Aurelius winced. He could have wept, seeing his profit for the entire trip jettisoned, but he waved forward the men who had been waiting by the ramp.

‘What’s in here?’ Valerius pointed to an enormous stack of odd-shaped parcels and packages set to one side of the hold.

‘The lady Domitia’s personal baggage.’ Aurelius’s eyes widened. ‘You wouldn’t …’

Back on deck, Valerius studied Capito’s model of the galley and tried to ignore the closing presence to the north.
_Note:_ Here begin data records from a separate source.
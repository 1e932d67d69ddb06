//! Command implementations.

pub mod cart;
pub mod migrate;

use rocketshoes_storefront::catalog::CatalogError;
use rocketshoes_storefront::storage::StorageError;
use thiserror::Error;

/// Errors that stop a command before it can run.
///
/// A cart operation that is refused is not one of these: it is reported to
/// the shopper and turned into a failing exit code.
#[derive(Debug, Error)]
pub enum CommandError {
    /// Catalog client could not be created.
    #[error("Catalog error: {0}")]
    Catalog(#[from] CatalogError),

    /// Storage backend could not be opened or written.
    #[error("Storage error: {0}")]
    Storage(#[from] StorageError),

    /// The command needs a different storage backend.
    #[error("Unsupported storage backend: {0}")]
    UnsupportedBackend(&'static str),
}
Above the familiar creak and groan of the constantly shifting puzzle of ropes and jointed wood that was the
Golden Cygnet
’s rigging, he heard the rhythmic splash as the ship’s cargo of finest Cretan olive oil was consigned to the depths.

A sharp feminine shriek broke his concentration and he looked up to see Tulia, Domitia’s companion, wrestling with a sailor who was attempting to push a crate over the side. The crewman was twice Tulia’s size, but from what Valerius could see he was getting the worst of the encounter and would bear the scars for some time to come. He was about to intervene when the general’s daughter emerged from below decks. She took in the scene and he saw her fists clench and her eyes narrow. Her face took on the combative look he’d last seen on an Iceni warrior charging a Roman shield line. She advanced on the struggling pair.